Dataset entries
----------

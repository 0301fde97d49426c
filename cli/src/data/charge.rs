//! Battery correlation for one discovered device.

use std::fmt;

use hidvolt_platform::{BatteryEnumerator, BatteryStatus, DeviceRecord};
use tracing::{debug, warn};

/// Outcome of one charge lookup.
#[derive(Debug, Clone, Copy, PartialEq, Eq)]
pub enum ChargeResult {
    /// Normalized charge level, always within 0..=100.
    Percentage(u8),
    Unavailable(UnavailableReason),
}

impl fmt::Display for ChargeResult {
    fn fmt(&self, f: &mut fmt::Formatter<'_>) -> fmt::Result {
        match self {
            ChargeResult::Percentage(percent) => write!(f, "{}%", percent),
            ChargeResult::Unavailable(reason) => write!(f, "unavailable ({})", reason.label()),
        }
    }
}

#[derive(Debug, Clone, Copy, PartialEq, Eq)]
pub enum UnavailableReason {
    /// The host exposes no battery-class source at all.
    NoBatterySource,
    /// Sources exist, but none produced a usable capacity reading.
    NoUsableReport,
    /// Talking to the battery subsystem failed.
    QueryError,
}

impl UnavailableReason {
    pub fn label(&self) -> &'static str {
        match self {
            UnavailableReason::NoBatterySource => "no battery source reported by the host",
            UnavailableReason::NoUsableReport => "no battery source produced a usable report",
            UnavailableReason::QueryError => "battery query failed",
        }
    }

    pub fn key(&self) -> &'static str {
        match self {
            UnavailableReason::NoBatterySource => "no_battery_source",
            UnavailableReason::NoUsableReport => "no_usable_report",
            UnavailableReason::QueryError => "query_error",
        }
    }
}

/// Best-effort charge lookup for one device.
///
/// Device ids and battery-source ids are unrelated namespaces, so this
/// scans every battery source on the host and takes the first usable
/// reading rather than attempting a per-device join. Every failure is
/// contained here; the caller's device loop never sees an error.
pub fn resolve_charge(
    device: &DeviceRecord,
    batteries: &mut dyn BatteryEnumerator,
) -> ChargeResult {
    let sources = match batteries.find_all() {
        Ok(sources) => sources,
        Err(err) => {
            warn!(device = %device.id, error = %err, "battery source enumeration failed");
            return ChargeResult::Unavailable(UnavailableReason::QueryError);
        }
    };

    if sources.is_empty() {
        debug!(device = %device.id, "host reports no battery-class sources");
        return ChargeResult::Unavailable(UnavailableReason::NoBatterySource);
    }

    debug!(
        device = %device.id,
        sources = sources.len(),
        "scanning battery sources"
    );

    for source in &sources {
        let report = match batteries.report(&source.id) {
            Ok(report) => report,
            Err(err) => {
                warn!(source = %source.id, error = %err, "battery report fetch failed");
                return ChargeResult::Unavailable(UnavailableReason::QueryError);
            }
        };

        if report.status == BatteryStatus::NotPresent {
            debug!(source = %source.id, "battery absent or unsupported for this source");
            continue;
        }

        let (Some(remaining), Some(full)) = (
            report.remaining_capacity_mwh,
            report.full_charge_capacity_mwh,
        ) else {
            debug!(source = %source.id, "capacity counters incomplete");
            continue;
        };

        if full == 0 {
            debug!(source = %source.id, "full-charge capacity is zero");
            continue;
        }

        // Widened so remaining * 100 cannot overflow; clamped in case the
        // source reports remaining > full.
        let percent = ((u64::from(remaining) * 100) / u64::from(full)).min(100) as u8;
        debug!(source = %source.id, percent, "usable reading");
        return ChargeResult::Percentage(percent);
    }

    ChargeResult::Unavailable(UnavailableReason::NoUsableReport)
}

#[cfg(test)]
mod tests {
    use std::collections::BTreeMap;

    use hidvolt_platform::{
        BatteryRecord, BatteryReport, EnumerationError, PropertyBag,
    };
    use pretty_assertions::assert_eq;

    use super::*;

    struct FakeBatteries {
        sources: Vec<BatteryRecord>,
        reports: BTreeMap<String, BatteryReport>,
        fail_find: bool,
        fail_report: bool,
    }

    impl FakeBatteries {
        fn new() -> Self {
            Self {
                sources: Vec::new(),
                reports: BTreeMap::new(),
                fail_find: false,
                fail_report: false,
            }
        }

        fn with_source(mut self, id: &str, report: BatteryReport) -> Self {
            self.sources.push(BatteryRecord {
                id: id.to_string(),
                display_name: None,
                properties: PropertyBag::new(),
            });
            self.reports.insert(id.to_string(), report);
            self
        }
    }

    impl BatteryEnumerator for FakeBatteries {
        fn find_all(
            &mut self,
        ) -> Result<Vec<BatteryRecord>, EnumerationError> {
            if self.fail_find {
                return Err(EnumerationError::Failed("battery walk failed".to_string()));
            }
            Ok(self.sources.clone())
        }

        fn report(&mut self, id: &str) -> Result<BatteryReport, EnumerationError> {
            if self.fail_report {
                return Err(EnumerationError::Failed("report fetch failed".to_string()));
            }
            self.reports
                .get(id)
                .copied()
                .ok_or_else(|| EnumerationError::NotFound(id.to_string()))
        }
    }

    fn device() -> DeviceRecord {
        DeviceRecord {
            id: "HID#{00001812-0000-1000-8000-00805f9b34fb}&Col01#9&0".to_string(),
            display_name: Some("Test Mouse".to_string()),
            properties: PropertyBag::new(),
        }
    }

    fn report(
        status: BatteryStatus,
        remaining: Option<u32>,
        full: Option<u32>,
    ) -> BatteryReport {
        BatteryReport {
            status,
            remaining_capacity_mwh: remaining,
            full_charge_capacity_mwh: full,
        }
    }

    #[test]
    fn no_sources_means_no_battery_source() {
        let mut batteries = FakeBatteries::new();
        assert_eq!(
            resolve_charge(&device(), &mut batteries),
            ChargeResult::Unavailable(UnavailableReason::NoBatterySource)
        );
    }

    #[test]
    fn ratio_is_floored() {
        let mut batteries = FakeBatteries::new().with_source(
            "BATTERY#0",
            report(BatteryStatus::Present, Some(50), Some(200)),
        );
        assert_eq!(
            resolve_charge(&device(), &mut batteries),
            ChargeResult::Percentage(25)
        );

        let mut batteries = FakeBatteries::new().with_source(
            "BATTERY#0",
            report(BatteryStatus::Present, Some(2), Some(3)),
        );
        assert_eq!(
            resolve_charge(&device(), &mut batteries),
            ChargeResult::Percentage(66)
        );
    }

    #[test]
    fn zero_or_missing_full_capacity_never_divides() {
        let mut batteries = FakeBatteries::new().with_source(
            "BATTERY#0",
            report(BatteryStatus::Present, Some(50), Some(0)),
        );
        assert_eq!(
            resolve_charge(&device(), &mut batteries),
            ChargeResult::Unavailable(UnavailableReason::NoUsableReport)
        );

        let mut batteries = FakeBatteries::new().with_source(
            "BATTERY#0",
            report(BatteryStatus::Present, Some(50), None),
        );
        assert_eq!(
            resolve_charge(&device(), &mut batteries),
            ChargeResult::Unavailable(UnavailableReason::NoUsableReport)
        );
    }

    #[test]
    fn remaining_above_full_clamps_to_hundred() {
        let mut batteries = FakeBatteries::new().with_source(
            "BATTERY#0",
            report(BatteryStatus::Present, Some(250), Some(200)),
        );
        assert_eq!(
            resolve_charge(&device(), &mut batteries),
            ChargeResult::Percentage(100)
        );
    }

    #[test]
    fn large_capacities_do_not_overflow() {
        let mut batteries = FakeBatteries::new().with_source(
            "BATTERY#0",
            report(
                BatteryStatus::Present,
                Some(3_000_000_000),
                Some(4_000_000_000),
            ),
        );
        assert_eq!(
            resolve_charge(&device(), &mut batteries),
            ChargeResult::Percentage(75)
        );
    }

    #[test]
    fn not_present_sources_are_skipped_not_fatal() {
        let mut batteries = FakeBatteries::new()
            .with_source(
                "BATTERY#0",
                report(BatteryStatus::NotPresent, None, None),
            )
            .with_source(
                "BATTERY#1",
                report(BatteryStatus::Present, Some(80), Some(100)),
            );
        assert_eq!(
            resolve_charge(&device(), &mut batteries),
            ChargeResult::Percentage(80)
        );
    }

    #[test]
    fn all_sources_not_present_means_no_usable_report() {
        let mut batteries = FakeBatteries::new()
            .with_source(
                "BATTERY#0",
                report(BatteryStatus::NotPresent, None, None),
            )
            .with_source(
                "BATTERY#1",
                report(BatteryStatus::NotPresent, None, None),
            );
        assert_eq!(
            resolve_charge(&device(), &mut batteries),
            ChargeResult::Unavailable(UnavailableReason::NoUsableReport)
        );
    }

    #[test]
    fn enumeration_failure_downgrades_to_query_error() {
        let mut batteries = FakeBatteries::new();
        batteries.fail_find = true;
        assert_eq!(
            resolve_charge(&device(), &mut batteries),
            ChargeResult::Unavailable(UnavailableReason::QueryError)
        );
    }

    #[test]
    fn report_failure_downgrades_to_query_error() {
        let mut batteries = FakeBatteries::new().with_source(
            "BATTERY#0",
            report(BatteryStatus::Present, Some(50), Some(100)),
        );
        batteries.fail_report = true;
        assert_eq!(
            resolve_charge(&device(), &mut batteries),
            ChargeResult::Unavailable(UnavailableReason::QueryError)
        );
    }

    #[test]
    fn resolution_is_idempotent_per_snapshot() {
        let mut batteries = FakeBatteries::new()
            .with_source(
                "BATTERY#0",
                report(BatteryStatus::NotPresent, None, None),
            )
            .with_source(
                "BATTERY#1",
                report(BatteryStatus::Present, Some(42), Some(100)),
            );

        let first = resolve_charge(&device(), &mut batteries);
        let second = resolve_charge(&device(), &mut batteries);
        assert_eq!(first, second);
        assert_eq!(first, ChargeResult::Percentage(42));
    }

    #[test]
    fn display_renders_percentage_and_reasons() {
        assert_eq!(ChargeResult::Percentage(25).to_string(), "25%");
        assert_eq!(
            ChargeResult::Unavailable(UnavailableReason::NoBatterySource).to_string(),
            "unavailable (no battery source reported by the host)"
        );
    }
}
//! Collaborator traits for device and battery enumeration.
//!
//! The scanning logic only ever talks to these traits; the production
//! implementations are [`crate::HidDeviceDiscovery`] and
//! [`crate::SystemBatteries`], and tests substitute in-memory fakes.

use crate::types::{BatteryRecord, BatteryReport, DeviceHandle, DeviceRecord, DeviceSelector};

/// Errors raised by an enumeration collaborator.
#[derive(Debug, thiserror::Error)]
pub enum EnumerationError {
    #[error("HID subsystem error: {0}")]
    Hid(#[from] hidapi::HidError),

    #[error("battery subsystem error: {0}")]
    Battery(#[from] starship_battery::Error),

    #[error("no such device: {0}")]
    NotFound(String),

    #[error("{0}")]
    Failed(String),
}

pub type Result<T> = std::result::Result<T, EnumerationError>;

/// Snapshot enumeration of HID interfaces matching a class selector.
pub trait DeviceEnumerator {
    /// Returns one snapshot per call; ordering is whatever the platform
    /// produces. `properties` names the extended property keys the caller
    /// wants in each record's bag; [`crate::PROP_INSTANCE_ID`] is always
    /// supported. A collaborator failure is an `Err`, distinguishable from
    /// a legitimately empty snapshot.
    fn find_all(
        &mut self,
        selector: &DeviceSelector,
        properties: &[&str],
    ) -> Result<Vec<DeviceRecord>>;

    /// Best-effort open of one discovered interface for extended metadata.
    fn open(&mut self, id: &str) -> Result<DeviceHandle>;
}

/// Host-scoped enumeration of battery-class sources.
///
/// The battery namespace is unrelated to the device namespace; callers
/// scan all sources rather than looking one up by device id.
pub trait BatteryEnumerator {
    fn find_all(&mut self) -> Result<Vec<BatteryRecord>>;

    /// Fetches a live capacity reading from one source.
    fn report(&mut self, id: &str) -> Result<BatteryReport>;
}
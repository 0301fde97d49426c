//! One full scan: enumerate, classify, correlate, summarize.

use hidvolt_platform::{
    BatteryEnumerator, DeviceEnumerator, DeviceHandle, DeviceRecord, DeviceSelector,
    EnumerationError, PropertyBag, PROP_INSTANCE_ID, PROP_IS_CONNECTED,
};
use tracing::{debug, info, warn};

use crate::data::charge::{resolve_charge, ChargeResult};
use crate::data::classify::is_wireless_pointing_device;

/// Fallback label when the platform has no display name for a device.
pub const UNKNOWN_DEVICE_LABEL: &str = "Unknown device";

/// Report entry for one wireless pointing device.
#[derive(Debug, Clone)]
pub struct DeviceEntry {
    pub name: String,
    pub id: String,
    pub properties: PropertyBag,
    pub charge: ChargeResult,
    /// Only present when the property bag carried the connection flag;
    /// absence means unknown, not disconnected.
    pub connected: Option<bool>,
    pub handle: Option<DeviceHandle>,
    /// Inline note when the best-effort device open failed.
    pub access_error: Option<String>,
}

/// The finished report: per-device entries plus the trailing totals.
#[derive(Debug, Clone)]
pub struct ScanReport {
    pub entries: Vec<DeviceEntry>,
    /// Interfaces matching the class selector, wireless or not.
    pub devices_seen: usize,
    /// Devices satisfying the wireless heuristic.
    pub wireless_total: usize,
}

/// Drives one scan over borrowed collaborators.
pub struct Scanner<'a> {
    devices: &'a mut dyn DeviceEnumerator,
    batteries: &'a mut dyn BatteryEnumerator,
    selector: DeviceSelector,
}

impl<'a> Scanner<'a> {
    pub fn new(
        devices: &'a mut dyn DeviceEnumerator,
        batteries: &'a mut dyn BatteryEnumerator,
        selector: DeviceSelector,
    ) -> Self {
        Self {
            devices,
            batteries,
            selector,
        }
    }

    /// Runs one scan to completion.
    ///
    /// Only a failure of the device enumeration itself is returned as an
    /// error; everything that goes wrong for a single device stays inside
    /// that device's entry.
    pub fn run(&mut self) -> Result<ScanReport, EnumerationError> {
        info!(
            selector = %self.selector.selector_string(),
            "scanning for pointing devices"
        );
        let snapshot = self.devices.find_all(&self.selector, &[PROP_INSTANCE_ID])?;
        debug!(devices = snapshot.len(), "device snapshot complete");

        let mut entries = Vec::new();
        for device in &snapshot {
            if !is_wireless_pointing_device(&device.id) {
                debug!(id = %device.id, "skipping non-wireless interface");
                continue;
            }
            entries.push(self.build_entry(device));
        }

        // Recomputed over the same snapshot, not a running counter.
        let wireless_total = snapshot
            .iter()
            .filter(|device| is_wireless_pointing_device(&device.id))
            .count();

        Ok(ScanReport {
            entries,
            devices_seen: snapshot.len(),
            wireless_total,
        })
    }

    fn build_entry(&mut self, device: &DeviceRecord) -> DeviceEntry {
        let charge = resolve_charge(device, self.batteries);

        let (handle, access_error) = match self.devices.open(&device.id) {
            Ok(handle) => (Some(handle), None),
            Err(err) => {
                warn!(id = %device.id, error = %err, "device open failed");
                (None, Some(err.to_string()))
            }
        };

        DeviceEntry {
            name: device
                .display_name
                .clone()
                .unwrap_or_else(|| UNKNOWN_DEVICE_LABEL.to_string()),
            id: device.id.clone(),
            properties: device.properties.clone(),
            charge,
            connected: device.flag(PROP_IS_CONNECTED),
            handle,
            access_error,
        }
    }
}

----------

▶ Try it
Whichever lines of the data include the word "struct", pull them out.

▶ Finished task
    struct FakeBatteries {
pub struct DeviceEntry {
pub struct ScanReport {
pub struct Scanner<'a> {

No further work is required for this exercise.